### INSTRUCTIONS TO FOLLOW
Line count for the string "path": state how many lines in the records below hold it, giving only the number.

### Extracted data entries
- - -
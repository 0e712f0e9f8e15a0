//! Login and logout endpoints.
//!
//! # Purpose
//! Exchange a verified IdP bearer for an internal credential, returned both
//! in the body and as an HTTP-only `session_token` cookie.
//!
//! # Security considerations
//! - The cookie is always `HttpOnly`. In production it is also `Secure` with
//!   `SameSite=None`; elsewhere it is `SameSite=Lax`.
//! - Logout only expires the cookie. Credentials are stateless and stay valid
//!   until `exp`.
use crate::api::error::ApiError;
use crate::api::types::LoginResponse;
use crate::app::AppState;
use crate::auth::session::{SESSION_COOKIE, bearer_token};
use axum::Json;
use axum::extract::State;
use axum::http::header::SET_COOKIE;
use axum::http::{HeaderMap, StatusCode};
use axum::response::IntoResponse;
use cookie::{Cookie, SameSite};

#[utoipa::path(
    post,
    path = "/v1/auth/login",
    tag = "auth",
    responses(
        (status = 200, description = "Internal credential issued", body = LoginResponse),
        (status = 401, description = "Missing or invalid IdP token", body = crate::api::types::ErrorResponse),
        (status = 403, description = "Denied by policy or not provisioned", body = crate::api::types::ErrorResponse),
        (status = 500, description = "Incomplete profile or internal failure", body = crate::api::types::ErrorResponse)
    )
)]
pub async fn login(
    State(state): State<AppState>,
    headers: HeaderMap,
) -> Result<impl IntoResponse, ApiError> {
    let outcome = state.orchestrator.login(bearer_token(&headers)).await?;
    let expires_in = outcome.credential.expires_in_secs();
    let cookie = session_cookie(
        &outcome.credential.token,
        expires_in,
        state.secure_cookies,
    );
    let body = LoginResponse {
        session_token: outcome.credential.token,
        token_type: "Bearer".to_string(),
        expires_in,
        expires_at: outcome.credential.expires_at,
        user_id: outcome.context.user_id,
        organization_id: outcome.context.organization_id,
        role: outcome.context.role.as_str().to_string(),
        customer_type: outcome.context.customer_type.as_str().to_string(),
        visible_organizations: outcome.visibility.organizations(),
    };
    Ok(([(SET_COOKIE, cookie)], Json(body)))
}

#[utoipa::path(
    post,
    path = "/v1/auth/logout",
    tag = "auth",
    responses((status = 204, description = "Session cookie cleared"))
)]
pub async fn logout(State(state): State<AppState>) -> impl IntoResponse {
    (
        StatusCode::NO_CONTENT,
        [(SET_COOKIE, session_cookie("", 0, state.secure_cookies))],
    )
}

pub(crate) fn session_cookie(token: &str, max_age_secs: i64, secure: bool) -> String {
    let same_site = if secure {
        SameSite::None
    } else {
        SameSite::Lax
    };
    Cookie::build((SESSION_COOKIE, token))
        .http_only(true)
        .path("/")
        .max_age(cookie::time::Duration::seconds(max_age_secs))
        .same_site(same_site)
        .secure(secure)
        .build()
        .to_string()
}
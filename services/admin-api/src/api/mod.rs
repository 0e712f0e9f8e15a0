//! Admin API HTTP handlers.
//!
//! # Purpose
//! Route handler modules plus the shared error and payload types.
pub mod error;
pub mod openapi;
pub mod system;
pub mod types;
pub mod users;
- - -
### YOUR RESPONSE
5